> [WORK ITEM]
When you spot the word "PinnedKeyStore" in a line of the data below, copy that line.

> [RAW DATA]
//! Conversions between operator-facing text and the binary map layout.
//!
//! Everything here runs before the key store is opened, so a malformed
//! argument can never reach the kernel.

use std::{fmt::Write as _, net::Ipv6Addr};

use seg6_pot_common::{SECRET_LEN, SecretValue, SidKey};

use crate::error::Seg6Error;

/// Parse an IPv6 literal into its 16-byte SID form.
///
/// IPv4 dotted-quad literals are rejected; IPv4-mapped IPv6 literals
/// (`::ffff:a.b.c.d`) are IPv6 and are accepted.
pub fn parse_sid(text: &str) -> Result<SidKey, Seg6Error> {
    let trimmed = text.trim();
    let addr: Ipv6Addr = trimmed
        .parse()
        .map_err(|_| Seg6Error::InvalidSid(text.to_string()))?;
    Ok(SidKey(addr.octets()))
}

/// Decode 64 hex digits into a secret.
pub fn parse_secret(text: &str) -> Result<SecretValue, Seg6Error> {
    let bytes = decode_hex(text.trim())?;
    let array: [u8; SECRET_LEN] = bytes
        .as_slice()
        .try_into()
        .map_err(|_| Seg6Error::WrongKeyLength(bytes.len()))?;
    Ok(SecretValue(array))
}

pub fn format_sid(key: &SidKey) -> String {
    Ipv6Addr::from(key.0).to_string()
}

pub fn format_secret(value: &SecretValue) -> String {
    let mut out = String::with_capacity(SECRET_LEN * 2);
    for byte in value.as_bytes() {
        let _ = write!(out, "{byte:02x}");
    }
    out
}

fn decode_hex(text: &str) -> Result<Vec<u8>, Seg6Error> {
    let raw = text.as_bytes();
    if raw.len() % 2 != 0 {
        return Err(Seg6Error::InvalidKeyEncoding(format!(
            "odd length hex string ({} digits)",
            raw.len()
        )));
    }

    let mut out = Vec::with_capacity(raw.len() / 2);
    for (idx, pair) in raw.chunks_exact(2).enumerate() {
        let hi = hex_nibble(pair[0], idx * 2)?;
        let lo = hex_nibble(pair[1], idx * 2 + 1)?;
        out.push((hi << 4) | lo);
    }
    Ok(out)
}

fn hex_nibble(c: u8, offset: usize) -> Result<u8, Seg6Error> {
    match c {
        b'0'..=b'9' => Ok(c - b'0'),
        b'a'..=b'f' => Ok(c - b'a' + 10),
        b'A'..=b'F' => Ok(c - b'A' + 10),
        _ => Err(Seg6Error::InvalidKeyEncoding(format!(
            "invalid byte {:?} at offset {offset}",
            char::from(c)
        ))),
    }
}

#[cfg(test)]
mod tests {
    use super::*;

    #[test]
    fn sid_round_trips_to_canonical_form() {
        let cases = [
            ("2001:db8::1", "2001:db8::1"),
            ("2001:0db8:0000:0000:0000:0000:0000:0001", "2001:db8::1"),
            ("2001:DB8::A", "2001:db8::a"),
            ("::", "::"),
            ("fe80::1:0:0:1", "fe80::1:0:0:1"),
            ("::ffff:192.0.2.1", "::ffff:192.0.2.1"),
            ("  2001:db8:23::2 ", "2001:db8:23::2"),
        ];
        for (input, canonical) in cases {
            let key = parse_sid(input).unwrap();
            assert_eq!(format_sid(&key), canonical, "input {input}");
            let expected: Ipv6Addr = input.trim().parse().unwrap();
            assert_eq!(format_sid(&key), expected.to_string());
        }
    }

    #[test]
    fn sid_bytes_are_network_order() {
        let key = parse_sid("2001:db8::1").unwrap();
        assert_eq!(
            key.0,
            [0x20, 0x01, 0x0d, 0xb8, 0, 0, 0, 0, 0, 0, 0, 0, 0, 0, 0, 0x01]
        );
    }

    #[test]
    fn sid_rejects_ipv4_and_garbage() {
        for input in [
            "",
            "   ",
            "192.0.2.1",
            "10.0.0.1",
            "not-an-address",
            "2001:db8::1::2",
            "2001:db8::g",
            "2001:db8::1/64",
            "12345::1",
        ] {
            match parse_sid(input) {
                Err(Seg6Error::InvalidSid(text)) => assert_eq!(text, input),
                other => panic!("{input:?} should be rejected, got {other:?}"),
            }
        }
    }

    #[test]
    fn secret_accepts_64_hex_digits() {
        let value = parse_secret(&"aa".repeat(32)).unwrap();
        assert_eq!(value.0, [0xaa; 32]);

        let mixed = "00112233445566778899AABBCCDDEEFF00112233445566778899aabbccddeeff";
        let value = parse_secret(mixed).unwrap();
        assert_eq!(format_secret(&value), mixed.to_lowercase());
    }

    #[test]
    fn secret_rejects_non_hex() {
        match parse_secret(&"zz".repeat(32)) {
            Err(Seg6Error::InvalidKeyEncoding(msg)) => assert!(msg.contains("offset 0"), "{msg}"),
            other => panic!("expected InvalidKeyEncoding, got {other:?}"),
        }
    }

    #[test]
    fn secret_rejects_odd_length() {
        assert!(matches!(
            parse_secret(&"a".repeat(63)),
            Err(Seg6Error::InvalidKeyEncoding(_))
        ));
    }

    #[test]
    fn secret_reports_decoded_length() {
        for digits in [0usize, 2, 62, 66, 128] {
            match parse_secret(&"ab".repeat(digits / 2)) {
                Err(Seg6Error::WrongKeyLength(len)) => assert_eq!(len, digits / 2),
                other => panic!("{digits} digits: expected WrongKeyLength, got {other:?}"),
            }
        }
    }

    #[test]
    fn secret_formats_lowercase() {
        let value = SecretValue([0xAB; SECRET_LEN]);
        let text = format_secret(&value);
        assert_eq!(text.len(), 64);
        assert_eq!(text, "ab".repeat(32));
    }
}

--

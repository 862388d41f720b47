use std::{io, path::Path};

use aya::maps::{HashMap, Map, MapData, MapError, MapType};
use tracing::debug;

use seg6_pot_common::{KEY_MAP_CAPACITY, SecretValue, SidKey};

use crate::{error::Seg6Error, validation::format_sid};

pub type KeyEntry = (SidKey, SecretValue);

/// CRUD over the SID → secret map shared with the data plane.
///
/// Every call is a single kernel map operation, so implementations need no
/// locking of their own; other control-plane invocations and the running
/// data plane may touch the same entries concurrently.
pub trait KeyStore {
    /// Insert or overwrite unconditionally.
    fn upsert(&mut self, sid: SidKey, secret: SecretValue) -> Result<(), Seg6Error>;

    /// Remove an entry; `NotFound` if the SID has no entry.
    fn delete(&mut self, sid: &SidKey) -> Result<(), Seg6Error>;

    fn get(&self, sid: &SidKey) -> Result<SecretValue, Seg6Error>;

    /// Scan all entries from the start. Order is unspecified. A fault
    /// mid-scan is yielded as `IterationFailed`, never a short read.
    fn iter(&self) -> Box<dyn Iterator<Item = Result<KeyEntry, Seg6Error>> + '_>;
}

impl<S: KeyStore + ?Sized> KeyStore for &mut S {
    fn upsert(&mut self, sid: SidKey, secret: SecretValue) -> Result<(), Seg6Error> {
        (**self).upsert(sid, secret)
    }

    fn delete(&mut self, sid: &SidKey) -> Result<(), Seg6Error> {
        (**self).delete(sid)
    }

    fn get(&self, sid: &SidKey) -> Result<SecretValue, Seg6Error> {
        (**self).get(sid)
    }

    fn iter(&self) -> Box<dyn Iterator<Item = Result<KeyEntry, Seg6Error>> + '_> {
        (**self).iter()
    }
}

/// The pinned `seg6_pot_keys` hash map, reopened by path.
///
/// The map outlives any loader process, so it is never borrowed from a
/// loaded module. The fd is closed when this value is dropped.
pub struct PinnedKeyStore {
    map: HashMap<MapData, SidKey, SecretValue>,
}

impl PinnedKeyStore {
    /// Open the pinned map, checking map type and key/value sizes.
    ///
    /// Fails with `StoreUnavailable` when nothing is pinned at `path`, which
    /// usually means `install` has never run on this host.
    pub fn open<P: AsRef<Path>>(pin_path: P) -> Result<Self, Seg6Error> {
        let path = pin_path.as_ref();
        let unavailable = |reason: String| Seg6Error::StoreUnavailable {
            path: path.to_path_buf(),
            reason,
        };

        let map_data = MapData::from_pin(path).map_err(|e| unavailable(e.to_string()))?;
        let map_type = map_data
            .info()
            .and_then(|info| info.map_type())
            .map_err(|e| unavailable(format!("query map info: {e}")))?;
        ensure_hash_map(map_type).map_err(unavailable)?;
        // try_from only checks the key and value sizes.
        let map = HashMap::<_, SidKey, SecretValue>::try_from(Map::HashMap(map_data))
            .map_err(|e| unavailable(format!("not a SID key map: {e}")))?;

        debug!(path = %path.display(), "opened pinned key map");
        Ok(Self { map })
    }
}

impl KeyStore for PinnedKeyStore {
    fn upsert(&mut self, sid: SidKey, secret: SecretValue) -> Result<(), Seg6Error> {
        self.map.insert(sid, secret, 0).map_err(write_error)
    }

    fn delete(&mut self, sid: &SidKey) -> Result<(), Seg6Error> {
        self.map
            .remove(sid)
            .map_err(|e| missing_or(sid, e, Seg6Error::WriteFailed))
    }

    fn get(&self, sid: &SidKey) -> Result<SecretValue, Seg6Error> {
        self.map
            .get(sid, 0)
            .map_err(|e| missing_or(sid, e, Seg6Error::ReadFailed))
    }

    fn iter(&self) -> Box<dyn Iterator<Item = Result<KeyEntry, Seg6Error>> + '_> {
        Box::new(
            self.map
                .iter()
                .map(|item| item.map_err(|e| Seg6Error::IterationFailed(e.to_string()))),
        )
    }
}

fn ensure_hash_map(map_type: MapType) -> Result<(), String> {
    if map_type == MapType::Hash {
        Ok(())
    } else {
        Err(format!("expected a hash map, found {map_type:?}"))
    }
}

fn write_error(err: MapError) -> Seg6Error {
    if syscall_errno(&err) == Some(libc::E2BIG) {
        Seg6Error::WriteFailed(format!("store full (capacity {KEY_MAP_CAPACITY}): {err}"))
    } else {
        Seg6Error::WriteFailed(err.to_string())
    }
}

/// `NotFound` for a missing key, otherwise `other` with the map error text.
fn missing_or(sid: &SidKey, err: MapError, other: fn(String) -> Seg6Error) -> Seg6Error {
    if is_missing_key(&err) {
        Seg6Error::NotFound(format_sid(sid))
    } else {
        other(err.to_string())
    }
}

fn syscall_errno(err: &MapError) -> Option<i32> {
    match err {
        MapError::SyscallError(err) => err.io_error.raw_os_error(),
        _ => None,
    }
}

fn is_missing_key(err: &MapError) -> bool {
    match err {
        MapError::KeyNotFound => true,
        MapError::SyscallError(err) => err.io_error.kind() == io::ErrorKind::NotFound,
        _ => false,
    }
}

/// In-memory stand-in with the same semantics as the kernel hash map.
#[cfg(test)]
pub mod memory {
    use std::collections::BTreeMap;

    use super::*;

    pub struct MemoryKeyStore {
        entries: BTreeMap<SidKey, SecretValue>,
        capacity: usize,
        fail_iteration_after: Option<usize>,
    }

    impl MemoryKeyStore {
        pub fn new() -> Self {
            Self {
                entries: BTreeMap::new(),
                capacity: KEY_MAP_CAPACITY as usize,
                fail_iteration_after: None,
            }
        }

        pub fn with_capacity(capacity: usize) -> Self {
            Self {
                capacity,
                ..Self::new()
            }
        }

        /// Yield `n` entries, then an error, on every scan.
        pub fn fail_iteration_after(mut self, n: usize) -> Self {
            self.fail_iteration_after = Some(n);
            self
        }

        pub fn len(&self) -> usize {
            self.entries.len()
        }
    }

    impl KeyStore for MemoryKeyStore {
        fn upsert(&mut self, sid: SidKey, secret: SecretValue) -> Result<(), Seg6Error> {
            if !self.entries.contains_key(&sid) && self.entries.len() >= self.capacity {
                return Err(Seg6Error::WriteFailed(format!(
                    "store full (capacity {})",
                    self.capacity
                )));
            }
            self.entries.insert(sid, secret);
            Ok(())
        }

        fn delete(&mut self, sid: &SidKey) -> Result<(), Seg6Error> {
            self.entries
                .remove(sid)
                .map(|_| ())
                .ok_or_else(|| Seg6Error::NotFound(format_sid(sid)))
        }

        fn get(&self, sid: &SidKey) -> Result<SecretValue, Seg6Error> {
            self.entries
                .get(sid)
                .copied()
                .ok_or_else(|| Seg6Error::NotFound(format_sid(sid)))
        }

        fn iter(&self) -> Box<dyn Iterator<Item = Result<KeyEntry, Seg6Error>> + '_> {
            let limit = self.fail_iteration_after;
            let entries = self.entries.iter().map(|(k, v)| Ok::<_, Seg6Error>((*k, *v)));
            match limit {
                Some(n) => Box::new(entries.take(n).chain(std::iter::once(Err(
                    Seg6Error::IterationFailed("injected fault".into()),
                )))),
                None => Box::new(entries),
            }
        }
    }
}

> [ANSWER BOX]
pub struct PinnedKeyStore {
impl PinnedKeyStore {
impl KeyStore for PinnedKeyStore {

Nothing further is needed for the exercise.